Buy-In Counts: Getting People Interested

Great training can get off to a rocky and sometimes unrecoverable start if the participants don’t know why they’re there, don’t understand how the information shared will benefit them later, don’t feel comfortable with the other participants, or don’t have the foundation skills to understand what’s being discussed.  This part of the session demonstrates the importance of buy-in and methods for focusing participants, reducing risk in the classroom, encouraging a “try it” attitude, and connecting course material with the real world.

Data Matters: People Believe What They Generate

People don’t argue with their own data, and skilled facilitators take advantage of that fact by creating opportunities throughout their programs for participants to generate information. In other words, they subscribe to an attitude of “ask” and not “tell.”  During this portion of the workshop, group members will look at their existing programs and identify opportunities to leverage the participants’ knowledge and experiences.  Next, they will begin plotting their programs on a session planning map.

Leading with PEP: (Patience, Encouragement, and Practice)

Patience, encouragement, and promoting practice are three characteristics effective facilitators share.  In this part of the seminar, we will look at the behaviors associated with each.
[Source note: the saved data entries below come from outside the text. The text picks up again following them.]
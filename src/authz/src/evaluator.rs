//! Policy evaluation
//!
//! Explicit deny beats explicit allow beats implicit deny. Statements are
//! scanned in input order; the first matching deny ends the scan, the first
//! matching allow is remembered while scanning continues. The decision does
//! not depend on input order, only the reported allow statement does.

use crate::condition::ConditionContext;
use crate::gid::Gid;
use crate::policy::{Effect, Policy, Statement};
use serde::{Deserialize, Serialize};
use std::fmt;
use std::sync::Arc;
use tracing::debug;

/// Evaluation request
#[derive(Debug, Clone)]
pub struct Request {
    pub principal: Gid,
    pub resource: Gid,
    pub action: String,
    pub context: ConditionContext,
}

/// Outcome of an evaluation
#[derive(Debug, Clone, Copy, PartialEq, Eq, Hash, Serialize, Deserialize)]
#[serde(rename_all = "snake_case")]
pub enum Decision {
    Allow,
    Deny,
    /// No statement applied (implicit deny)
    NoMatch,
}

impl Decision {
    pub fn as_str(self) -> &'static str {
        match self {
            Decision::Allow => "allow",
            Decision::Deny => "deny",
            Decision::NoMatch => "no_match",
        }
    }
}

impl fmt::Display for Decision {
    fn fmt(&self, f: &mut fmt::Formatter<'_>) -> fmt::Result {
        f.write_str(self.as_str())
    }
}

/// Decision plus the statement and policy that produced it
#[derive(Debug, Clone)]
pub struct EvaluationResult {
    pub decision: Decision,
    pub statement: Option<Statement>,
    pub policy: Option<Arc<Policy>>,
}

impl EvaluationResult {
    fn no_match() -> Self {
        Self {
            decision: Decision::NoMatch,
            statement: None,
            policy: None,
        }
    }

    pub fn is_allowed(&self) -> bool {
        self.decision == Decision::Allow
    }

    /// SID of the matched statement, if any
    pub fn sid(&self) -> Option<&str> {
        self.statement.as_ref().and_then(|s| s.sid.as_deref())
    }

    /// Name of the matched policy, if any
    pub fn policy_name(&self) -> Option<&str> {
        self.policy.as_ref().map(|p| p.name.as_str())
    }
}

/// Stateless policy evaluator
#[derive(Debug, Clone, Copy, Default)]
pub struct Evaluator;

impl Evaluator {
    pub fn new() -> Self {
        Self
    }

    /// Evaluate `request` against `policies`
    pub fn evaluate(&self, request: &Request, policies: &[Arc<Policy>]) -> EvaluationResult {
        let mut first_allow: Option<(&Statement, &Arc<Policy>)> = None;

        for policy in policies {
            for statement in &policy.statements {
                if !statement.applies(&request.action, &request.resource, &request.context) {
                    continue;
                }

                match statement.effect {
                    Effect::Deny => {
                        debug!(
                            action = %request.action,
                            policy = %policy.name,
                            sid = ?statement.sid,
                            "explicit deny"
                        );
                        return EvaluationResult {
                            decision: Decision::Deny,
                            statement: Some(statement.clone()),
                            policy: Some(Arc::clone(policy)),
                        };
                    }
                    Effect::Allow => {
                        if first_allow.is_none() {
                            first_allow = Some((statement, policy));
                        }
                    }
                }
            }
        }

        match first_allow {
            Some((statement, policy)) => {
                debug!(
                    action = %request.action,
                    policy = %policy.name,
                    sid = ?statement.sid,
                    "allow"
                );
                EvaluationResult {
                    decision: Decision::Allow,
                    statement: Some(statement.clone()),
                    policy: Some(Arc::clone(policy)),
                }
            }
            None => {
                debug!(action = %request.action, "no statement matched");
                EvaluationResult::no_match()
            }
        }
    }
}

#[cfg(test)]
mod tests {
    use super::*;
    use crate::condition::equals;
    use crate::entity::EntityType;
    use crate::gid::TenantId;
    use crate::policy::{allow, deny};

    fn request(action: &str, context: ConditionContext) -> Request {
        let tenant = TenantId::new_random();
        Request {
            principal: Gid::new(tenant, EntityType::Identity),
            resource: Gid::new(tenant, EntityType::Organization),
            action: action.to_string(),
            context,
        }
    }

    fn policy(name: &str, statements: Vec<Statement>) -> Arc<Policy> {
        Arc::new(Policy::new(name, "", statements))
    }

    #[test]
    fn test_empty_policies_no_match() {
        let result = Evaluator::new().evaluate(
            &request("iam:organization:get", ConditionContext::default()),
            &[],
        );
        assert_eq!(result.decision, Decision::NoMatch);
        assert!(result.statement.is_none());
        assert!(result.policy.is_none());
    }

    #[test]
    fn test_deny_overrides_wildcard_allow() {
        let policies = vec![policy(
            "owner",
            vec![
                allow(["iam:*:*"]),
                deny(["iam:organization:delete"]).with_sid("deny-org-delete"),
            ],
        )];

        let result = Evaluator::new().evaluate(
            &request("iam:organization:delete", ConditionContext::default()),
            &policies,
        );
        assert_eq!(result.decision, Decision::Deny);
        assert_eq!(result.sid(), Some("deny-org-delete"));
        assert_eq!(result.policy_name(), Some("owner"));
    }

    #[test]
    fn test_deny_in_later_policy_wins() {
        let policies = vec![
            policy("a", vec![allow(["iam:*"]).with_sid("allow-all")]),
            policy("b", vec![deny(["iam:organization:delete"]).with_sid("deny")]),
        ];

        let result = Evaluator::new().evaluate(
            &request("iam:organization:delete", ConditionContext::default()),
            &policies,
        );
        assert_eq!(result.decision, Decision::Deny);
        assert_eq!(result.policy_name(), Some("b"));
    }

    #[test]
    fn test_first_allow_is_reported() {
        let policies = vec![
            policy("a", vec![allow(["iam:organization:get"]).with_sid("first")]),
            policy("b", vec![allow(["iam:*"]).with_sid("second")]),
        ];

        let result = Evaluator::new().evaluate(
            &request("iam:organization:get", ConditionContext::default()),
            &policies,
        );
        assert_eq!(result.decision, Decision::Allow);
        assert_eq!(result.sid(), Some("first"));
        assert_eq!(result.policy_name(), Some("a"));
    }

    #[test]
    fn test_self_update_condition() {
        let policies = vec![policy(
            "self",
            vec![allow(["iam:identity:update"]).when([equals("principal.id", ["resource.id"])])],
        )];
        let evaluator = Evaluator::new();

        let same = ConditionContext::default()
            .with_principal("id", "user_123")
            .with_resource("id", "user_123");
        assert_eq!(
            evaluator.evaluate(&request("iam:identity:update", same), &policies).decision,
            Decision::Allow
        );

        let other = ConditionContext::default()
            .with_principal("id", "user_123")
            .with_resource("id", "user_456");
        assert_eq!(
            evaluator.evaluate(&request("iam:identity:update", other), &policies).decision,
            Decision::NoMatch
        );
    }

    #[test]
    fn test_non_matching_deny_does_not_block() {
        let policies = vec![policy(
            "p",
            vec![
                deny(["iam:organization:delete"]),
                allow(["iam:organization:get"]),
            ],
        )];

        let result = Evaluator::new().evaluate(
            &request("iam:organization:get", ConditionContext::default()),
            &policies,
        );
        assert!(result.is_allowed());
    }
}
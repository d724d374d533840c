//! Global identifiers
//!
//! Every entity is addressed by a [`Gid`]: an opaque 24-byte value rendered as
//! unpadded URL-safe base64. The bytes embed the owning tenant and the entity
//! type tag, which is what resource patterns and the entity registry key on.
//!
//! ```text
//! [ tenant id: 8 ][ entity type: 2 ][ created at ms: 8 ][ random: 6 ]
//! ```

use crate::entity::EntityType;
use crate::error::{AuthzError, Result};
use base64::engine::general_purpose::URL_SAFE_NO_PAD;
use base64::Engine as _;
use serde::{de, Deserialize, Deserializer, Serialize, Serializer};
use std::fmt;
use std::str::FromStr;

const TENANT_LEN: usize = 8;
const GID_LEN: usize = 24;

/// Tenant identifier embedded in every [`Gid`]
#[derive(Debug, Clone, Copy, PartialEq, Eq, Hash, PartialOrd, Ord)]
pub struct TenantId([u8; TENANT_LEN]);

impl TenantId {
    /// Create a tenant id from raw bytes
    pub const fn from_bytes(bytes: [u8; TENANT_LEN]) -> Self {
        Self(bytes)
    }

    /// Generate a random tenant id
    pub fn new_random() -> Self {
        Self(rand::random())
    }

    /// Raw bytes
    pub fn as_bytes(&self) -> &[u8; TENANT_LEN] {
        &self.0
    }
}

impl fmt::Display for TenantId {
    fn fmt(&self, f: &mut fmt::Formatter<'_>) -> fmt::Result {
        f.write_str(&URL_SAFE_NO_PAD.encode(self.0))
    }
}

impl FromStr for TenantId {
    type Err = AuthzError;

    fn from_str(s: &str) -> Result<Self> {
        let bytes = URL_SAFE_NO_PAD
            .decode(s)
            .map_err(|e| AuthzError::InvalidInput(format!("invalid tenant id {:?}: {}", s, e)))?;
        let bytes: [u8; TENANT_LEN] = bytes.try_into().map_err(|_| {
            AuthzError::InvalidInput(format!("invalid tenant id {:?}: wrong length", s))
        })?;
        Ok(Self(bytes))
    }
}

impl Serialize for TenantId {
    fn serialize<S: Serializer>(&self, serializer: S) -> std::result::Result<S::Ok, S::Error> {
        serializer.collect_str(self)
    }
}

impl<'de> Deserialize<'de> for TenantId {
    fn deserialize<D: Deserializer<'de>>(deserializer: D) -> std::result::Result<Self, D::Error> {
        let s = String::deserialize(deserializer)?;
        s.parse().map_err(de::Error::custom)
    }
}

/// Global identifier carrying tenant and entity type
#[derive(Debug, Clone, Copy, PartialEq, Eq, Hash, PartialOrd, Ord)]
pub struct Gid([u8; GID_LEN]);

impl Gid {
    /// Mint a new identifier for an entity of `entity_type` owned by `tenant`
    pub fn new(tenant: TenantId, entity_type: EntityType) -> Self {
        let created_at = chrono::Utc::now().timestamp_millis();
        let random: [u8; 6] = rand::random();

        let mut bytes = [0u8; GID_LEN];
        bytes[..8].copy_from_slice(tenant.as_bytes());
        bytes[8..10].copy_from_slice(&entity_type.tag().to_be_bytes());
        bytes[10..18].copy_from_slice(&created_at.to_be_bytes());
        bytes[18..].copy_from_slice(&random);
        Self(bytes)
    }

    /// Owning tenant
    pub fn tenant_id(&self) -> TenantId {
        let mut tenant = [0u8; TENANT_LEN];
        tenant.copy_from_slice(&self.0[..8]);
        TenantId(tenant)
    }

    /// Raw entity type tag
    pub fn entity_tag(&self) -> u16 {
        u16::from_be_bytes([self.0[8], self.0[9]])
    }

    /// Entity type, if the tag is a known one
    pub fn entity_type(&self) -> Result<EntityType> {
        EntityType::from_tag(self.entity_tag())
    }

    /// Creation time in milliseconds since the epoch
    pub fn created_at_millis(&self) -> i64 {
        let mut ts = [0u8; 8];
        ts.copy_from_slice(&self.0[10..18]);
        i64::from_be_bytes(ts)
    }
}

impl fmt::Display for Gid {
    fn fmt(&self, f: &mut fmt::Formatter<'_>) -> fmt::Result {
        f.write_str(&URL_SAFE_NO_PAD.encode(self.0))
    }
}

impl FromStr for Gid {
    type Err = AuthzError;

    fn from_str(s: &str) -> Result<Self> {
        let bytes = URL_SAFE_NO_PAD
            .decode(s)
            .map_err(|e| AuthzError::InvalidInput(format!("invalid gid {:?}: {}", s, e)))?;
        let bytes: [u8; GID_LEN] = bytes
            .try_into()
            .map_err(|_| AuthzError::InvalidInput(format!("invalid gid {:?}: wrong length", s)))?;
        Ok(Self(bytes))
    }
}

impl Serialize for Gid {
    fn serialize<S: Serializer>(&self, serializer: S) -> std::result::Result<S::Ok, S::Error> {
        serializer.collect_str(self)
    }
}

impl<'de> Deserialize<'de> for Gid {
    fn deserialize<D: Deserializer<'de>>(deserializer: D) -> std::result::Result<Self, D::Error> {
        let s = String::deserialize(deserializer)?;
        s.parse().map_err(de::Error::custom)
    }
}
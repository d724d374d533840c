//! Authorizer configuration
//!
//! Environment variables:
//! - `AUTHZ_STORE_TIMEOUT_MS` - bound on each store read, `0` disables (default: 5000)
//! - `AUTHZ_VALIDATE_POLICIES` - validate the policy set at construction (default: true)
//! - `AUTHZ_ENABLE_METRICS` - collect decision counters (default: true)
//! - `AUTHZ_ENABLE_AUDIT` - emit a record per decision (default: true)

use crate::error::{AuthzError, Result};
use serde::Deserialize;
use std::time::Duration;

#[derive(Debug, Clone, PartialEq, Eq, Deserialize)]
#[serde(default)]
pub struct AuthorizerConfig {
    /// Timeout for each store and attribute read, in milliseconds
    pub store_timeout_ms: Option<u64>,

    /// Reject malformed policy sets when building the authorizer
    pub validate_policies: bool,

    /// Collect decision metrics
    pub enable_metrics: bool,

    /// Emit decision audit records
    pub enable_audit: bool,
}

impl Default for AuthorizerConfig {
    fn default() -> Self {
        Self {
            store_timeout_ms: Some(5_000),
            validate_policies: true,
            enable_metrics: true,
            enable_audit: true,
        }
    }
}

impl AuthorizerConfig {
    /// Read overrides from the process environment
    pub fn from_env() -> Result<Self> {
        Self::from_lookup(|key| std::env::var(key).ok())
    }

    /// Parse a JSON document; missing fields take their defaults
    pub fn from_json(json: &str) -> Result<Self> {
        serde_json::from_str(json)
            .map_err(|e| AuthzError::InvalidInput(format!("invalid authorizer config: {}", e)))
    }

    fn from_lookup(lookup: impl Fn(&str) -> Option<String>) -> Result<Self> {
        let mut config = Self::default();

        if let Some(raw) = lookup("AUTHZ_STORE_TIMEOUT_MS") {
            let ms: u64 = raw.trim().parse().map_err(|_| {
                AuthzError::InvalidInput(format!("AUTHZ_STORE_TIMEOUT_MS: not a number: {:?}", raw))
            })?;
            config.store_timeout_ms = if ms == 0 { None } else { Some(ms) };
        }
        if let Some(raw) = lookup("AUTHZ_VALIDATE_POLICIES") {
            config.validate_policies = parse_bool("AUTHZ_VALIDATE_POLICIES", &raw)?;
        }
        if let Some(raw) = lookup("AUTHZ_ENABLE_METRICS") {
            config.enable_metrics = parse_bool("AUTHZ_ENABLE_METRICS", &raw)?;
        }
        if let Some(raw) = lookup("AUTHZ_ENABLE_AUDIT") {
            config.enable_audit = parse_bool("AUTHZ_ENABLE_AUDIT", &raw)?;
        }

        Ok(config)
    }

    pub fn store_timeout(&self) -> Option<Duration> {
        self.store_timeout_ms.map(Duration::from_millis)
    }
}

fn parse_bool(name: &str, raw: &str) -> Result<bool> {
    match raw.trim().to_ascii_lowercase().as_str() {
        "1" | "true" | "yes" | "on" => Ok(true),
        "0" | "false" | "no" | "off" => Ok(false),
        _ => Err(AuthzError::InvalidInput(format!(
            "{}: expected a boolean, got {:?}",
            name, raw
        ))),
    }
}
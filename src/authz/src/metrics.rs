//! Decision metrics with Prometheus text export

use crate::evaluator::Decision;
use std::sync::Arc;
use std::time::Duration;
use tokio::sync::RwLock;

/// Authorizer counters and latency summary
#[derive(Debug, Clone, Default, PartialEq)]
pub struct AuthorizerMetrics {
    /// Total number of authorization calls
    pub total_requests: u64,

    pub allowed_decisions: u64,

    /// Explicit denies
    pub denied_decisions: u64,

    /// Implicit denies
    pub no_match_decisions: u64,

    pub assumption_required: u64,

    /// Store failures, unsupported principals and other internal errors
    pub error_count: u64,

    pub latency_p50_ms: f64,
    pub latency_p99_ms: f64,
    pub avg_latency_ms: f64,
}

impl AuthorizerMetrics {
    /// Share of decisions that allowed the request
    pub fn allow_rate(&self) -> f64 {
        let total = self.allowed_decisions + self.denied_decisions + self.no_match_decisions;
        if total == 0 {
            0.0
        } else {
            self.allowed_decisions as f64 / total as f64
        }
    }
}

/// Metrics collector
pub struct MetricsCollector {
    metrics: Arc<RwLock<AuthorizerMetrics>>,

    /// Recent latency samples in milliseconds
    latency_samples: Arc<RwLock<Vec<f64>>>,

    max_samples: usize,
}

impl MetricsCollector {
    pub fn new() -> Self {
        Self::with_capacity(10_000)
    }

    /// Keep at most `max_samples` latency samples
    pub fn with_capacity(max_samples: usize) -> Self {
        Self {
            metrics: Arc::new(RwLock::new(AuthorizerMetrics::default())),
            latency_samples: Arc::new(RwLock::new(Vec::with_capacity(max_samples))),
            max_samples: max_samples.max(1),
        }
    }

    /// Record an evaluated decision
    pub async fn record_decision(&self, decision: Decision) {
        let mut metrics = self.metrics.write().await;
        metrics.total_requests += 1;
        match decision {
            Decision::Allow => metrics.allowed_decisions += 1,
            Decision::Deny => metrics.denied_decisions += 1,
            Decision::NoMatch => metrics.no_match_decisions += 1,
        }
    }

    pub async fn record_assumption_required(&self) {
        let mut metrics = self.metrics.write().await;
        metrics.total_requests += 1;
        metrics.assumption_required += 1;
    }

    pub async fn record_error(&self) {
        let mut metrics = self.metrics.write().await;
        metrics.total_requests += 1;
        metrics.error_count += 1;
    }

    pub async fn record_latency(&self, latency: Duration) {
        let mut samples = self.latency_samples.write().await;
        if samples.len() >= self.max_samples {
            let excess = samples.len() + 1 - self.max_samples;
            samples.drain(0..excess);
        }
        samples.push(latency.as_secs_f64() * 1000.0);
    }

    /// Current snapshot with latency summary
    pub async fn snapshot(&self) -> AuthorizerMetrics {
        let mut snapshot = self.metrics.read().await.clone();

        let mut sorted = self.latency_samples.read().await.clone();
        if !sorted.is_empty() {
            sorted.sort_by(f64::total_cmp);
            snapshot.avg_latency_ms = sorted.iter().sum::<f64>() / sorted.len() as f64;
            snapshot.latency_p50_ms = percentile(&sorted, 0.50);
            snapshot.latency_p99_ms = percentile(&sorted, 0.99);
        }

        snapshot
    }

    pub async fn reset(&self) {
        *self.metrics.write().await = AuthorizerMetrics::default();
        self.latency_samples.write().await.clear();
    }

    /// Export in Prometheus text format
    pub async fn export_prometheus(&self) -> String {
        let m = self.snapshot().await;

        format!(
            r#"# HELP authz_requests_total Total number of authorization calls
# TYPE authz_requests_total counter
authz_requests_total {}

# HELP authz_decisions_total Decisions by outcome
# TYPE authz_decisions_total counter
authz_decisions_total{{decision="allow"}} {}
authz_decisions_total{{decision="deny"}} {}
authz_decisions_total{{decision="no_match"}} {}

# HELP authz_assumption_required_total Calls rejected until an organization is assumed
# TYPE authz_assumption_required_total counter
authz_assumption_required_total {}

# HELP authz_errors_total Internal errors
# TYPE authz_errors_total counter
authz_errors_total {}

# HELP authz_latency_seconds Authorization latency
# TYPE authz_latency_seconds summary
authz_latency_seconds{{quantile="0.5"}} {}
authz_latency_seconds{{quantile="0.99"}} {}
"#,
            m.total_requests,
            m.allowed_decisions,
            m.denied_decisions,
            m.no_match_decisions,
            m.assumption_required,
            m.error_count,
            m.latency_p50_ms / 1000.0,
            m.latency_p99_ms / 1000.0,
        )
    }
}

impl Default for MetricsCollector {
    fn default() -> Self {
        Self::new()
    }
}

fn percentile(sorted: &[f64], p: f64) -> f64 {
    if sorted.is_empty() {
        return 0.0;
    }

    let idx = ((sorted.len() as f64) * p) as usize;
    sorted[idx.min(sorted.len() - 1)]
}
We will pay careful attention to the words and actions facilitators who have these traits exemplify and the importance of those characteristics in facilitating participant-focused material.  Next, group members will revisit their training plans and identify opportunities to add PEP to their programs.

Let’s Look at the Math: The Fun-to-Learning Ratio

Years after a “fun” classroom experience, most participants can tell you about something they learned without having to reference notes.  Why? Because fun is sticky – not in a spilled-pancake-syrup way, but in an “I remember that because I liked it” sort of fashion.  This central part of the course examines methods for making training engaging and meaningful.  During this segment, participants will learn how to use objects, pictures, role plays, case studies, and other tools to pump up the fun in their programs.  Throughout the module, they will experiment with their existing programs and look for ways to infuse activity.

But Wait, There’s More: Teach-Back Moments

Nothing says success in training like a successful teach-back demonstration.  This portion of the seminar examines the value of teach-back opportunities and various methods for incorporating them in a training session.  Working with their session plans, participants will look for opportunities to use this tool throughout their programs.

The Reveal: Walk Us Through Your Makeover

In the final part of this course, participants will show the rest of the group their before and after workshops. Time allowing, they will lead others through their courses and demonstrate how they’ve adjusted their approach in order to put participants first.

At the program’s conclusion, those who attend will have an arsenal of tools they can immediately use to enliven their training sessions and encourage people to remember what they’ve learned.